Após os tributos prestados na Europa, quando o seu cinema pessoal e explosivo foi reconhecido no Festival de Cinema Fantástico de Avoriaz, José Mojica Marins parece ter se recolhido a um acomodado desfrutar das parcas benesses que este respeito poderia lhe trazer na sua terra, depois de todos os percalços do começo, dos filmes proibidos, das dificuldades financeiras etc.

Sinal dos tempos ou o fim das ilusões? O certo é que o amadurecimento de Marins, ao lado da afirmação de um estilo de linguagem que — como reconhecem Glauber Rocha e Rogério Sganzerla — muito os influenciou, parece ter trazido também a perda do transbordante vigor dos seus primeiros tempos.
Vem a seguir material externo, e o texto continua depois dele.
//! End-to-end matching tests: corpus cache, candidate matching, fuzzy
//! backstop and confidence aggregation through [`SignatureMatcher`].

use binsniff::config::AppConfig;
use binsniff::model::{
    Component, EvidenceKind, ExtractedFeatures, Signature, SignatureType,
};
use binsniff::{CorpusCache, GenericityFilter, MemoryStore, SignatureMatcher};
use std::sync::Arc;

// ============================================================================
// Fixtures
// ============================================================================

fn matcher_for(store: &MemoryStore, config: &AppConfig) -> SignatureMatcher {
    let cache = CorpusCache::load(
        store,
        GenericityFilter::from_config(&config.genericity),
        &config.matching,
        &config.fuzzy,
    );
    SignatureMatcher::new(Arc::new(cache), config)
}

fn ffmpeg_store() -> MemoryStore {
    MemoryStore::new()
        .with_component(Component::new(1, "Z"))
        .with_signature(Signature::new(1, 1, "av_register_all", SignatureType::Function, 0.9))
        .with_signature(Signature::new(2, 1, "avcodec_decode_video2", SignatureType::Function, 0.9))
}

/// Two libraries that share generic vocabulary but own distinct symbols.
fn overlapping_store() -> MemoryStore {
    MemoryStore::new()
        .with_component(
            Component::new(1, "zlib")
                .with_version("1.2.13")
                .with_license("Zlib"),
        )
        .with_component(
            Component::new(2, "libpng")
                .with_version("1.6.40")
                .with_license("libpng-2.0"),
        )
        .with_signature(Signature::new(1, 1, "deflateInit2_", SignatureType::Function, 0.9))
        .with_signature(Signature::new(2, 1, "inflateEnd", SignatureType::Function, 0.85))
        .with_signature(Signature::new(3, 1, "buffer", SignatureType::String, 0.6))
        .with_signature(Signature::new(4, 2, "png_create_read_struct", SignatureType::Function, 0.9))
        .with_signature(Signature::new(5, 2, "buffer", SignatureType::String, 0.6))
        .with_signature(Signature::new(6, 2, "init", SignatureType::String, 0.5))
}

// ============================================================================
// Scenarios
// ============================================================================

mod scenarios {
    use super::*;

    #[test]
    fn single_exact_hit_scores_092() {
        let matcher = matcher_for(&ffmpeg_store(), &AppConfig::default());
        let features = ExtractedFeatures::from_strings(["av_register_all", "unused_noise"]);

        let matches = matcher.match_features(&features, 0.3, false);

        assert_eq!(matches.len(), 1);
        let m = &matches[0];
        assert_eq!(m.component, "Z");
        assert!((m.confidence - 0.92).abs() < 1e-9, "got {}", m.confidence);
        assert_eq!(m.evidence.signatures_matched, 1);
        assert_eq!(m.evidence.match_method, "direct string matching");
        assert_eq!(m.match_type, SignatureType::Function);
    }

    #[test]
    fn generic_term_never_yields_evidence() {
        let store = MemoryStore::new()
            .with_component(Component::new(1, "logger"))
            .with_signature(Signature::new(1, 1, "log", SignatureType::String, 0.9));
        let matcher = matcher_for(&store, &AppConfig::default());
        let features = ExtractedFeatures::from_strings(["log", "LOG", "log_message"]);

        assert!(matcher.find_evidence(&features).is_empty());
        assert!(matcher.match_features(&features, 0.0, false).is_empty());
    }

    #[test]
    fn shared_generic_vocabulary_does_not_identify_anything() {
        let matcher = matcher_for(&overlapping_store(), &AppConfig::default());
        let features = ExtractedFeatures::from_strings(["buffer", "init", "BUFFER"]);

        assert!(matcher.match_features(&features, 0.0, false).is_empty());
    }

    #[test]
    fn specific_symbols_pick_the_right_component() {
        let matcher = matcher_for(&overlapping_store(), &AppConfig::default());
        let features = ExtractedFeatures::from_strings(["buffer"])
            .with_functions(["deflateInit2_", "inflateEnd"]);

        let matches = matcher.match_features(&features, 0.3, false);

        assert_eq!(matches.len(), 1);
        assert_eq!(matches[0].component, "zlib@1.2.13");
        assert_eq!(matches[0].license.as_deref(), Some("Zlib"));
        assert_eq!(matches[0].evidence.exact_hits, 2);
    }

    #[test]
    fn matches_are_ranked_by_confidence() {
        let matcher = matcher_for(&overlapping_store(), &AppConfig::default());
        let features = ExtractedFeatures::from_strings(["png_create_read_struct", "inflateEnd"]);

        let matches = matcher.match_features(&features, 0.3, false);

        let names: Vec<_> = matches.iter().map(|m| m.name.as_str()).collect();
        assert_eq!(names, vec!["libpng", "zlib"]);
        assert!(matches[0].confidence >= matches[1].confidence);
    }

    #[test]
    fn unknown_version_is_not_displayed() {
        let store = MemoryStore::new()
            .with_component(Component::new(7, "libwebp").with_version("unknown"))
            .with_signature(Signature::new(1, 7, "WebPDecodeRGBA", SignatureType::Function, 0.8));
        let matcher = matcher_for(&store, &AppConfig::default());

        let matches =
            matcher.match_features(&ExtractedFeatures::from_strings(["WebPDecodeRGBA"]), 0.3, false);

        assert_eq!(matches.len(), 1);
        assert_eq!(matches[0].component, "libwebp");
        assert_eq!(matches[0].version, None);
    }
}

// ============================================================================
// Candidate matching
// ============================================================================

mod candidates {
    use super::*;

    #[test]
    fn exact_match_ignores_case() {
        let matcher = matcher_for(&ffmpeg_store(), &AppConfig::default());
        let features = ExtractedFeatures::new().with_symbols(["AV_REGISTER_ALL"]);

        let evidence = matcher.find_evidence(&features);

        assert_eq!(evidence.len(), 1);
        assert_eq!(evidence[0].kind, EvidenceKind::Exact);
        assert!((evidence[0].confidence - 0.9).abs() < 1e-12);
        assert_eq!(evidence[0].matched_feature, "AV_REGISTER_ALL");
    }

    #[test]
    fn substring_hit_is_discounted() {
        let matcher = matcher_for(&ffmpeg_store(), &AppConfig::default());
        let features = ExtractedFeatures::from_strings(["wrapped_avcodec_decode_video2_legacy"]);

        let evidence = matcher.find_evidence(&features);

        assert_eq!(evidence.len(), 1);
        assert_eq!(evidence[0].kind, EvidenceKind::Substring);
        assert!((evidence[0].confidence - 0.72).abs() < 1e-9);
    }

    #[test]
    fn substring_hits_are_capped_per_signature() {
        let matcher = matcher_for(&ffmpeg_store(), &AppConfig::default());
        let features = ExtractedFeatures::from_strings(
            (0..12).map(|i| format!("call_{i}_av_register_all_wrapper")),
        );

        let evidence = matcher.find_evidence(&features);

        assert_eq!(evidence.len(), 5);
        assert!(evidence.iter().all(|e| e.kind == EvidenceKind::Substring));
    }

    #[test]
    fn exact_hit_suppresses_substring_hits_for_the_same_signature() {
        let matcher = matcher_for(&ffmpeg_store(), &AppConfig::default());
        let features = ExtractedFeatures::from_strings([
            "av_register_all",
            "my_av_register_all_shim",
        ]);

        let evidence = matcher.find_evidence(&features);

        assert_eq!(evidence.len(), 1);
        assert_eq!(evidence[0].kind, EvidenceKind::Exact);
    }
}

// ============================================================================
// Fuzzy backstop
// ============================================================================

mod fuzzy {
    use super::*;

    fn zlib_store() -> MemoryStore {
        MemoryStore::new()
            .with_component(Component::new(1, "zlib").with_version("1.3"))
            .with_signature(Signature::new(1, 1, "deflateInit2_", SignatureType::Function, 0.9))
            .with_signature(Signature::new(2, 1, "deflateSetDictionary", SignatureType::Function, 0.9))
            .with_signature(Signature::new(3, 1, "inflateGetHeader", SignatureType::Function, 0.9))
    }

    fn near_miss_features() -> ExtractedFeatures {
        ExtractedFeatures::new().with_functions([
            "deflateInit2",
            "deflateSetDictionar",
            "inflateGetHeade",
        ])
    }

    #[test]
    fn deep_mode_adds_similarity_evidence() {
        let matcher = matcher_for(&zlib_store(), &AppConfig::default());

        assert!(matcher.match_features(&near_miss_features(), 0.3, false).is_empty());

        let matches = matcher.match_features(&near_miss_features(), 0.3, true);
        assert_eq!(matches.len(), 1);
        assert_eq!(matches[0].evidence.fuzzy_hits, 1);
        assert_eq!(matches[0].evidence.match_method, "fuzzy similarity");
        assert!(matches[0].confidence <= 0.5 + 0.02 + 1e-9);
    }

    /// Deterministic lowercase text over `alphabet`.
    fn pseudo_random_word(state: &mut u64, alphabet: &[u8], len: usize) -> String {
        (0..len)
            .map(|_| {
                *state = state
                    .wrapping_mul(6_364_136_223_846_793_005)
                    .wrapping_add(1_442_695_040_888_963_407);
                let index = usize::try_from(*state >> 33).unwrap_or(0) % alphabet.len();
                char::from(alphabet[index])
            })
            .collect()
    }

    #[test]
    fn deep_mode_ignores_unrelated_components_in_large_artifacts() {
        const ARTIFACT: &[u8] = b"abcdefghijklm";
        const OTHER: &[u8] = b"nopqrstuvwxyz";
        let mut state = 0x5eed_u64;

        // every component shares exactly one trigram with the artifact
        let mut store = zlib_store();
        for c in 2..=400_i64 {
            let pattern = format!(
                "{}_{}",
                pseudo_random_word(&mut state, OTHER, 16),
                pseudo_random_word(&mut state, ARTIFACT, 3)
            );
            store = store
                .with_component(Component::new(c, format!("comp{c}")))
                .with_signature(Signature::new(c + 100, c, pattern, SignatureType::String, 0.9));
        }

        let noise: Vec<String> = (0..5000)
            .map(|_| pseudo_random_word(&mut state, ARTIFACT, 8))
            .collect();
        let features = near_miss_features().with_symbols(noise);
        let matcher = matcher_for(&store, &AppConfig::default());

        let matches = matcher.match_features(&features, 0.3, true);

        let names: Vec<_> = matches.iter().map(|m| m.name.as_str()).collect();
        assert_eq!(names, vec!["zlib"]);
    }

    #[test]
    fn auto_backstop_runs_on_sparse_evidence() {
        let mut config = AppConfig::default();
        config.fuzzy.auto_backstop = true;
        let matcher = matcher_for(&zlib_store(), &config);

        let matches = matcher.match_features(&near_miss_features(), 0.3, false);

        assert_eq!(matches.len(), 1);
        assert_eq!(matches[0].name, "zlib");
    }
}

// ============================================================================
// Thresholds
// ============================================================================

#[test]
fn raising_the_threshold_only_shrinks_results() {
    let matcher = matcher_for(&overlapping_store(), &AppConfig::default());
    let features = ExtractedFeatures::from_strings([
        "png_create_read_struct",
        "deflateInit2_",
        "inflateEnd",
    ]);

    let mut previous = usize::MAX;
    for step in 0..=20 {
        let threshold = f64::from(step) / 20.0;
        let matches = matcher.match_features(&features, threshold, false);
        assert!(matches.iter().all(|m| m.confidence >= threshold));
        assert!(matches.len() <= previous);
        previous = matches.len();
    }
}

#[test]
fn empty_corpus_matches_nothing() {
    let matcher = matcher_for(&MemoryStore::new(), &AppConfig::default());
    let features = ExtractedFeatures::from_strings(["av_register_all"]);

    assert!(matcher.match_features(&features, 0.0, true).is_empty());
    assert!(matcher.cache().is_empty());
}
E, junto com a sofisticação dos ambientes, o tempo também converteu os seus argumentos, como o deste Inferno Carnal, roteirizado por Rubens Luchetti, em intelectualizadas tramas, fenômeno que já podia ser observado no seu filme anterior, produzido pela Cinedistri.

Entretanto, persistem aqui e ali alguns dos mesmos tipos estranhos, enquanto suas mulheres continuam não sendo exatamente exemplares de beleza. E seu argumento consegue misturar, com certa arte o engenho, terror e sexo ao narrar com o mesmo percuciente materialismo uma história de deformações físicas com um desfecho que, se não chega a ser de todo imprevisível, ao menos se revela bem conduzido.